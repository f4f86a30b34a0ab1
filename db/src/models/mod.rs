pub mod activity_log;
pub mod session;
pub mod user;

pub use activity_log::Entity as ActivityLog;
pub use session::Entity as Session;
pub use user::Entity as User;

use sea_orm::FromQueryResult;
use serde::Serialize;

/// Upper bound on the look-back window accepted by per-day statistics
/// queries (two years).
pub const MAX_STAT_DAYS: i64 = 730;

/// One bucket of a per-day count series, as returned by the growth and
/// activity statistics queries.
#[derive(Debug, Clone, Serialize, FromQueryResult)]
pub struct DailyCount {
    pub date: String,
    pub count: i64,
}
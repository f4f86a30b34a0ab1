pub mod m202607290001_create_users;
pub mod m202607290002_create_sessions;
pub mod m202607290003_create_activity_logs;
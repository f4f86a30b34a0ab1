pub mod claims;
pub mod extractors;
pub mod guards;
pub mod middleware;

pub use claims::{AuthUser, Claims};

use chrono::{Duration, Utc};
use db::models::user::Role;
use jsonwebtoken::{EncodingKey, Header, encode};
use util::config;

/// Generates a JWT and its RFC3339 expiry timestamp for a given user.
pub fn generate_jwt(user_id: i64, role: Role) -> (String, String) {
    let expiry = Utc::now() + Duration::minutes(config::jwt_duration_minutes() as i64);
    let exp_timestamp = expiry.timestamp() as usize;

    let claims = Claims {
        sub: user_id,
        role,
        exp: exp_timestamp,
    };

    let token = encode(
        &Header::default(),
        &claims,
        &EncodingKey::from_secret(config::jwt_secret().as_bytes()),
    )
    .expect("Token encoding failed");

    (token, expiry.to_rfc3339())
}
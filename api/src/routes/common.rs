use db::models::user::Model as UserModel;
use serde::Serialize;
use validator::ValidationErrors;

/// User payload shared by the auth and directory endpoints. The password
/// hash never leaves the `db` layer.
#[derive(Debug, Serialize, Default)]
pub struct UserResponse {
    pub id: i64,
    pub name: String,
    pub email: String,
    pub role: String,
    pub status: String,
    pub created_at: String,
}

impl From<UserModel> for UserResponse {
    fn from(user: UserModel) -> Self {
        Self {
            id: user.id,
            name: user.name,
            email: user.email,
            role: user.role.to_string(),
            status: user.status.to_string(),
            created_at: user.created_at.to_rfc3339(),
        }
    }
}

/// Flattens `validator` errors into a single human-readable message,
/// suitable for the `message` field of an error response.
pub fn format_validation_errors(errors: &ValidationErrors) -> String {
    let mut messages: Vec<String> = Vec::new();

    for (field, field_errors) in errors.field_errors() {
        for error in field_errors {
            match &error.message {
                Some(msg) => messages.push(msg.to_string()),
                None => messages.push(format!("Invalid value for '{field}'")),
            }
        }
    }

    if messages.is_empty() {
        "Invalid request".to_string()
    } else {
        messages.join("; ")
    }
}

...

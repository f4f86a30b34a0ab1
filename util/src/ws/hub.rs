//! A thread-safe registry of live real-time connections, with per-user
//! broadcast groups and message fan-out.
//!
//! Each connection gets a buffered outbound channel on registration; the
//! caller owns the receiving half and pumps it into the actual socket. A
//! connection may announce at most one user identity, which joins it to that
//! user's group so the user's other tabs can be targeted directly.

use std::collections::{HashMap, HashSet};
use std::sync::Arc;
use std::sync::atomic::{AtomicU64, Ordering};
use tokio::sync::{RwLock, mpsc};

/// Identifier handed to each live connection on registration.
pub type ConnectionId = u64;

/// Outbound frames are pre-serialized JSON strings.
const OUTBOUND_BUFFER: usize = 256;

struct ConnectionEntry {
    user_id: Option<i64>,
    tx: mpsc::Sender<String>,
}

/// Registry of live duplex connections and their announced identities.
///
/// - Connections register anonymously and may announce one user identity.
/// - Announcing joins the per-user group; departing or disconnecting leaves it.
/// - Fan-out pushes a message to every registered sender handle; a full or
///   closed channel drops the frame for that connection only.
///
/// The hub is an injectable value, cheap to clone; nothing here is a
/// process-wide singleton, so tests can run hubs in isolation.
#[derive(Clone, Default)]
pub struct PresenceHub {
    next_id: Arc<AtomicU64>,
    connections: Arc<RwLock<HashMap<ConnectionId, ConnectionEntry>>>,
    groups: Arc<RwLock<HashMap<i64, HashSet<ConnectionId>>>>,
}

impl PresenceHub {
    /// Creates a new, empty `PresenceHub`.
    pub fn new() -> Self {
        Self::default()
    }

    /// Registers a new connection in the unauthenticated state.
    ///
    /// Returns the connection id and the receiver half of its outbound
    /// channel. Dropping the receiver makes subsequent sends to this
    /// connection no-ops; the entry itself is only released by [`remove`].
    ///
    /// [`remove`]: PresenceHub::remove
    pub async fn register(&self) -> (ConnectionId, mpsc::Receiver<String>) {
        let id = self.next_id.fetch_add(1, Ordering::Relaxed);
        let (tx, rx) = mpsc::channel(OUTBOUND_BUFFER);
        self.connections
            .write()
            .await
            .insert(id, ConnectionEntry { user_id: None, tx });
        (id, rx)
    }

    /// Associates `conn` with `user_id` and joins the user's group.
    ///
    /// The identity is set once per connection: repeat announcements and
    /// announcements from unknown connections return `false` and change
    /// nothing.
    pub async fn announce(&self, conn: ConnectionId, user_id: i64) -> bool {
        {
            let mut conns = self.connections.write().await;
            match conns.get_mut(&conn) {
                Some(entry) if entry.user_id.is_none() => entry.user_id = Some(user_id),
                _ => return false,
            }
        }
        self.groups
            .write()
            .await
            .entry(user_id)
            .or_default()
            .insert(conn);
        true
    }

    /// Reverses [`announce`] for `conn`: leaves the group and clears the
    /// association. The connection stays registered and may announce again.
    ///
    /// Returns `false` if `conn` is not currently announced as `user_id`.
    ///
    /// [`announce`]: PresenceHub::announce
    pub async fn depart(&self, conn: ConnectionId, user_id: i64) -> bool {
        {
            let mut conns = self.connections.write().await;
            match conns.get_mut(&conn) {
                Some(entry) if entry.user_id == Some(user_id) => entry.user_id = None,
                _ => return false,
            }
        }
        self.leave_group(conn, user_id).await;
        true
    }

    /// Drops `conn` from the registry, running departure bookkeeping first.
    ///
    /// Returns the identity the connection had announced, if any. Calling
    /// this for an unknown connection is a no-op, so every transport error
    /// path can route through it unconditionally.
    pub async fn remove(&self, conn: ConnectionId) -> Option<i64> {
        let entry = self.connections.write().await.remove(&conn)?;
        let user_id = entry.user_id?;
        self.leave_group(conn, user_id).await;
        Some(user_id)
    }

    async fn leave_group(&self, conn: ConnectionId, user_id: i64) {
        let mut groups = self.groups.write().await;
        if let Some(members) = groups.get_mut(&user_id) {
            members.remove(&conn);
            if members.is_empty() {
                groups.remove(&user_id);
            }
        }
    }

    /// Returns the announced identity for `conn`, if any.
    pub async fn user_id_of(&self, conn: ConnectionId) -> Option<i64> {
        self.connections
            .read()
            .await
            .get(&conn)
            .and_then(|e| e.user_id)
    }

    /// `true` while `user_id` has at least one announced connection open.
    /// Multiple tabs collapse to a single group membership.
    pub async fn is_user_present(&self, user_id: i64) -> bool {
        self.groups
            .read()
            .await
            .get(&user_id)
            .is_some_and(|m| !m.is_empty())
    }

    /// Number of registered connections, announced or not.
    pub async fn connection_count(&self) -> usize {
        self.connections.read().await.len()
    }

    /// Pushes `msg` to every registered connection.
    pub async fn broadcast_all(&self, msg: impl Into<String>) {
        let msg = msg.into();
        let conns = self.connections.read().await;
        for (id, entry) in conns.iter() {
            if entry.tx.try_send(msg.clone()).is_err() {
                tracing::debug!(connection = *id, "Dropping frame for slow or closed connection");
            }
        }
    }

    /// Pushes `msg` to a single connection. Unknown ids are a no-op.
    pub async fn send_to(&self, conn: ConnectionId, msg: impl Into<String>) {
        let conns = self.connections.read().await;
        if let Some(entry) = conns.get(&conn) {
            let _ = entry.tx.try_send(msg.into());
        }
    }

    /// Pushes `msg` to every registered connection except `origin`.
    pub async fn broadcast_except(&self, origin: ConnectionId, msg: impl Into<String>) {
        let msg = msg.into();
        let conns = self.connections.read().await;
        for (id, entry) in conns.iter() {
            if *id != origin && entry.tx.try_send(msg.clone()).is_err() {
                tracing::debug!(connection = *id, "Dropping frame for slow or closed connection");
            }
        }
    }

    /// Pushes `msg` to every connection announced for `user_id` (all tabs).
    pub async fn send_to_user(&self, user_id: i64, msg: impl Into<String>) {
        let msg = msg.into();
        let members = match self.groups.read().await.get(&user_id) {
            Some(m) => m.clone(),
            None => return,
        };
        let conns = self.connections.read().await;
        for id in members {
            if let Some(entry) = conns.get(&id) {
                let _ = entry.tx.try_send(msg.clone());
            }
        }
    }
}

---

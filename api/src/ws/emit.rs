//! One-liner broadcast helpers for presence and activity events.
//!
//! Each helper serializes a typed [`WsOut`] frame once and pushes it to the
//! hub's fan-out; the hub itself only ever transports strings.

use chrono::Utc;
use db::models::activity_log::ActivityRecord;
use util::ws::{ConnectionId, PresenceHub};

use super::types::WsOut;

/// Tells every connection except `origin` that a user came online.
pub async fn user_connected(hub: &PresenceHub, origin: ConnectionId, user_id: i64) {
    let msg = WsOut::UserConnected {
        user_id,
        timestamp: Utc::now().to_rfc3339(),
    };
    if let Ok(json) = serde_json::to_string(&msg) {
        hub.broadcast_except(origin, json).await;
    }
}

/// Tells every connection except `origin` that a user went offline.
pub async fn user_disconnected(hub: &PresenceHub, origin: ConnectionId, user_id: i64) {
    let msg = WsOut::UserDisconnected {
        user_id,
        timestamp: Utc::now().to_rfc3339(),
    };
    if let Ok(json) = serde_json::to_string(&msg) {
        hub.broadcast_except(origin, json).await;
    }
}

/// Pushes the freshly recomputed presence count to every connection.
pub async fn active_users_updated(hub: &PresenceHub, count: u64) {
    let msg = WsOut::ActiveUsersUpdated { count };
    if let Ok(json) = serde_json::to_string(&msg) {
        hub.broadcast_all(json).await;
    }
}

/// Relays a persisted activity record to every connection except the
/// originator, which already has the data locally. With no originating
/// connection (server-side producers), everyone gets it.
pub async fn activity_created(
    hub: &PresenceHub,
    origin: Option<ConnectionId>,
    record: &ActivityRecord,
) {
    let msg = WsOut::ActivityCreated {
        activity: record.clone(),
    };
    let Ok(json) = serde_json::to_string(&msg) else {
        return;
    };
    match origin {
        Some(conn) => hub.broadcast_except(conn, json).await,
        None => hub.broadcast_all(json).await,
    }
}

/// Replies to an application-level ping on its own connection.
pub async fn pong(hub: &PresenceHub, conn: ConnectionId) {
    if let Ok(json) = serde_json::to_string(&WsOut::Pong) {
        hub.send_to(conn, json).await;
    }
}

[Exercise] Copy whichever lines in the listing above hold "HashMap".

[Expected output]
use std::collections::{HashMap, HashSet};
    connections: Arc<RwLock<HashMap<ConnectionId, ConnectionEntry>>>,
    groups: Arc<RwLock<HashMap<i64, HashSet<ConnectionId>>>>,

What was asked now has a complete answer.